## Saved entries
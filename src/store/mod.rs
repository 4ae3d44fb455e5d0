//! In-memory hierarchy of folders and documents for the current session.
//!
//! Entities live in insertion-ordered arenas keyed by id. Child lists are kept
//! per parent and updated on every insert, removal and reparent, so traversal
//! touches only the fan-out of the node being expanded.

use std::collections::{HashMap, HashSet};

use anyhow::{Context, Result};
use indexmap::IndexMap;

use crate::error::{OpError, OpResult};
use crate::gateway::{DocumentPatch, FolderPatch, Gateway};
use crate::model::{DocId, Document, Folder, FolderId};

mod seed;

pub use seed::{seed_documents, seed_folders};

#[derive(Debug, Clone, Default)]
pub struct HierarchyStore {
    folders: IndexMap<FolderId, Folder>,
    docs: IndexMap<DocId, Document>,
    child_folders: HashMap<Option<FolderId>, Vec<FolderId>>,
    folder_docs: HashMap<FolderId, Vec<DocId>>,
}

impl HierarchyStore {
    pub fn new() -> Self {
        Self::default()
    }

    /// Fetches both tables. An empty backend gets the default seed, written
    /// as one insert batch per table before the store is built.
    pub fn load(gateway: &dyn Gateway) -> Result<Self> {
        let folders = gateway.select_folders().context("fetching folders")?;
        let docs = gateway.select_documents().context("fetching documents")?;
        if folders.is_empty() && docs.is_empty() {
            tracing::info!("empty workspace, seeding default folders and documents");
            let folders = seed_folders();
            let docs = seed_documents();
            gateway
                .insert_folders(&folders)
                .context("persisting seed folders")?;
            gateway
                .insert_documents(&docs)
                .context("persisting seed documents")?;
            return Ok(Self::from_rows(folders, docs));
        }
        let store = Self::from_rows(folders, docs);
        tracing::info!(
            folders = store.folder_count(),
            documents = store.document_count(),
            "workspace loaded"
        );
        Ok(store)
    }

    /// Builds the store from fetched rows, keeping fetch order. Rows that break
    /// the hierarchy (dangling parents, third-level folders) are left out of the
    /// session view and logged; they stay untouched remotely.
    pub fn from_rows(folders: Vec<Folder>, docs: Vec<Document>) -> Self {
        let mut store = Self::default();
        let roots: HashSet<FolderId> = folders
            .iter()
            .filter(|f| f.is_root())
            .map(|f| f.id.clone())
            .collect();

        for folder in folders {
            if let Some(parent) = &folder.parent_id {
                if !roots.contains(parent) || *parent == folder.id {
                    tracing::warn!(folder = %folder.id, parent = %parent, "skipping folder outside the two-level hierarchy");
                    continue;
                }
            }
            if store.folders.contains_key(&folder.id) {
                tracing::warn!(folder = %folder.id, "skipping duplicate folder row");
                continue;
            }
            store.index_folder(&folder);
            store.folders.insert(folder.id.clone(), folder);
        }

        for doc in docs {
            if !store.folders.contains_key(&doc.parent_id) {
                tracing::warn!(doc = %doc.id, parent = %doc.parent_id, "skipping document without a folder");
                continue;
            }
            if store.docs.contains_key(&doc.id) {
                tracing::warn!(doc = %doc.id, "skipping duplicate document row");
                continue;
            }
            store.index_document(&doc);
            store.docs.insert(doc.id.clone(), doc);
        }
        store
    }

    pub fn clear(&mut self) {
        *self = Self::default();
    }

    pub fn folder(&self, id: &FolderId) -> Option<&Folder> {
        self.folders.get(id)
    }

    pub fn document(&self, id: &DocId) -> Option<&Document> {
        self.docs.get(id)
    }

    pub fn folders(&self) -> impl Iterator<Item = &Folder> {
        self.folders.values()
    }

    pub fn documents(&self) -> impl Iterator<Item = &Document> {
        self.docs.values()
    }

    pub fn folder_count(&self) -> usize {
        self.folders.len()
    }

    pub fn document_count(&self) -> usize {
        self.docs.len()
    }

    pub fn first_folder(&self) -> Option<&Folder> {
        self.folders.first().map(|(_, folder)| folder)
    }

    /// Position of the folder in fetch/insertion order.
    pub fn folder_position(&self, id: &FolderId) -> Option<usize> {
        self.folders.get_index_of(id)
    }

    pub fn document_position(&self, id: &DocId) -> Option<usize> {
        self.docs.get_index_of(id)
    }

    pub fn child_folder_ids(&self, parent: Option<&FolderId>) -> &[FolderId] {
        self.child_folders
            .get(&parent.cloned())
            .map(Vec::as_slice)
            .unwrap_or(&[])
    }

    pub fn document_ids_in(&self, folder: &FolderId) -> &[DocId] {
        self.folder_docs
            .get(folder)
            .map(Vec::as_slice)
            .unwrap_or(&[])
    }

    pub fn max_sort_order(&self) -> Option<i64> {
        self.folders.values().map(|f| f.sort_order).max()
    }

    pub fn insert_folder(&mut self, folder: Folder) -> OpResult<()> {
        if self.folders.contains_key(&folder.id) {
            return Err(OpError::DuplicateFolder(folder.id));
        }
        if let Some(parent) = &folder.parent_id {
            self.ensure_root_destination(parent)?;
        }
        self.index_folder(&folder);
        self.folders.insert(folder.id.clone(), folder);
        Ok(())
    }

    pub fn insert_document(&mut self, doc: Document) -> OpResult<()> {
        if self.docs.contains_key(&doc.id) {
            return Err(OpError::DuplicateDocument(doc.id));
        }
        if !self.folders.contains_key(&doc.parent_id) {
            return Err(OpError::FolderNotFound(doc.parent_id));
        }
        self.index_document(&doc);
        self.docs.insert(doc.id.clone(), doc);
        Ok(())
    }

    /// Removes an empty folder. Any direct child blocks the removal.
    pub fn remove_folder(&mut self, id: &FolderId) -> OpResult<Folder> {
        if !self.folders.contains_key(id) {
            return Err(OpError::FolderNotFound(id.clone()));
        }
        let documents = self.document_ids_in(id).len();
        let folders = self.child_folder_ids(Some(id)).len();
        if documents > 0 || folders > 0 {
            return Err(OpError::FolderNotEmpty { documents, folders });
        }
        let folder = self
            .folders
            .shift_remove(id)
            .ok_or_else(|| OpError::FolderNotFound(id.clone()))?;
        self.unindex_folder(&folder);
        self.folder_docs.remove(id);
        self.child_folders.remove(&Some(id.clone()));
        Ok(folder)
    }

    pub fn remove_document(&mut self, id: &DocId) -> OpResult<Document> {
        let doc = self
            .docs
            .shift_remove(id)
            .ok_or_else(|| OpError::DocumentNotFound(id.clone()))?;
        self.unindex_document(&doc);
        Ok(doc)
    }

    /// Checks a reparent without applying it.
    pub fn validate_folder_move(&self, id: &FolderId, destination: &FolderId) -> OpResult<()> {
        if id == destination {
            return Err(OpError::MoveIntoSelf);
        }
        if !self.folders.contains_key(id) {
            return Err(OpError::FolderNotFound(id.clone()));
        }
        self.ensure_root_destination(destination)?;
        if !self.child_folder_ids(Some(id)).is_empty() {
            return Err(OpError::WouldExceedDepth(id.clone()));
        }
        Ok(())
    }

    pub fn apply_folder_patch(&mut self, id: &FolderId, patch: &FolderPatch) -> OpResult<()> {
        let current_parent = self
            .folders
            .get(id)
            .map(|f| f.parent_id.clone())
            .ok_or_else(|| OpError::FolderNotFound(id.clone()))?;
        let reparent = match &patch.parent_id {
            Some(new_parent) if *new_parent != current_parent => {
                if let Some(destination) = new_parent {
                    self.validate_folder_move(id, destination)?;
                }
                Some(new_parent.clone())
            }
            _ => None,
        };

        if let Some(new_parent) = &reparent {
            if let Some(siblings) = self.child_folders.get_mut(&current_parent) {
                siblings.retain(|sibling| sibling != id);
            }
            self.child_folders
                .entry(new_parent.clone())
                .or_default()
                .push(id.clone());
        }
        if let Some(folder) = self.folders.get_mut(id) {
            patch.apply(folder);
        }
        Ok(())
    }

    pub fn apply_document_patch(&mut self, id: &DocId, patch: &DocumentPatch) -> OpResult<()> {
        let current_parent = self
            .docs
            .get(id)
            .map(|d| d.parent_id.clone())
            .ok_or_else(|| OpError::DocumentNotFound(id.clone()))?;
        if let Some(new_parent) = &patch.parent_id {
            if *new_parent != current_parent {
                if !self.folders.contains_key(new_parent) {
                    return Err(OpError::FolderNotFound(new_parent.clone()));
                }
                if let Some(siblings) = self.folder_docs.get_mut(&current_parent) {
                    siblings.retain(|sibling| sibling != id);
                }
                self.folder_docs
                    .entry(new_parent.clone())
                    .or_default()
                    .push(id.clone());
            }
        }
        if let Some(doc) = self.docs.get_mut(id) {
            patch.apply(doc);
        }
        Ok(())
    }

    /// Replaces the sort order of every folder listed and rearranges the arena
    /// to the given order. Folders not listed keep their values and trail.
    pub fn assign_sort_orders(&mut self, order: &[FolderId]) -> Vec<(FolderId, i64)> {
        let mut assigned = Vec::with_capacity(order.len());
        for (idx, id) in order.iter().enumerate() {
            if let Some(folder) = self.folders.get_mut(id) {
                folder.sort_order = idx as i64;
                assigned.push((id.clone(), idx as i64));
            }
        }
        let mut rearranged = IndexMap::with_capacity(self.folders.len());
        for id in order {
            if let Some(folder) = self.folders.shift_remove(id) {
                rearranged.insert(id.clone(), folder);
            }
        }
        rearranged.extend(self.folders.drain(..));
        self.folders = rearranged;
        self.rebuild_folder_index();
        assigned
    }

    fn ensure_root_destination(&self, parent: &FolderId) -> OpResult<()> {
        match self.folders.get(parent) {
            None => Err(OpError::FolderNotFound(parent.clone())),
            Some(folder) if !folder.is_root() => Err(OpError::DestinationNotRoot(parent.clone())),
            Some(_) => Ok(()),
        }
    }

    fn index_folder(&mut self, folder: &Folder) {
        self.child_folders
            .entry(folder.parent_id.clone())
            .or_default()
            .push(folder.id.clone());
    }

    fn unindex_folder(&mut self, folder: &Folder) {
        if let Some(siblings) = self.child_folders.get_mut(&folder.parent_id) {
            siblings.retain(|sibling| *sibling != folder.id);
        }
    }

    fn rebuild_folder_index(&mut self) {
        self.child_folders.clear();
        let entries: Vec<(Option<FolderId>, FolderId)> = self
            .folders
            .values()
            .map(|f| (f.parent_id.clone(), f.id.clone()))
            .collect();
        for (parent, id) in entries {
            self.child_folders.entry(parent).or_default().push(id);
        }
    }

    fn index_document(&mut self, doc: &Document) {
        self.folder_docs
            .entry(doc.parent_id.clone())
            .or_default()
            .push(doc.id.clone());
    }

    fn unindex_document(&mut self, doc: &Document) {
        if let Some(siblings) = self.folder_docs.get_mut(&doc.parent_id) {
            siblings.retain(|sibling| *sibling != doc.id);
        }
    }

    /// Every folder either is a root or hangs off a root.
    pub fn depth_invariant_holds(&self) -> bool {
        self.folders.values().all(|folder| match &folder.parent_id {
            None => true,
            Some(parent) => self
                .folders
                .get(parent)
                .map(Folder::is_root)
                .unwrap_or(false),
        })
    }
}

## What you are asked to do
Looking at the records above, work out how many lines include the word "workspace", then give that number by itself.

## Result for this exercise
2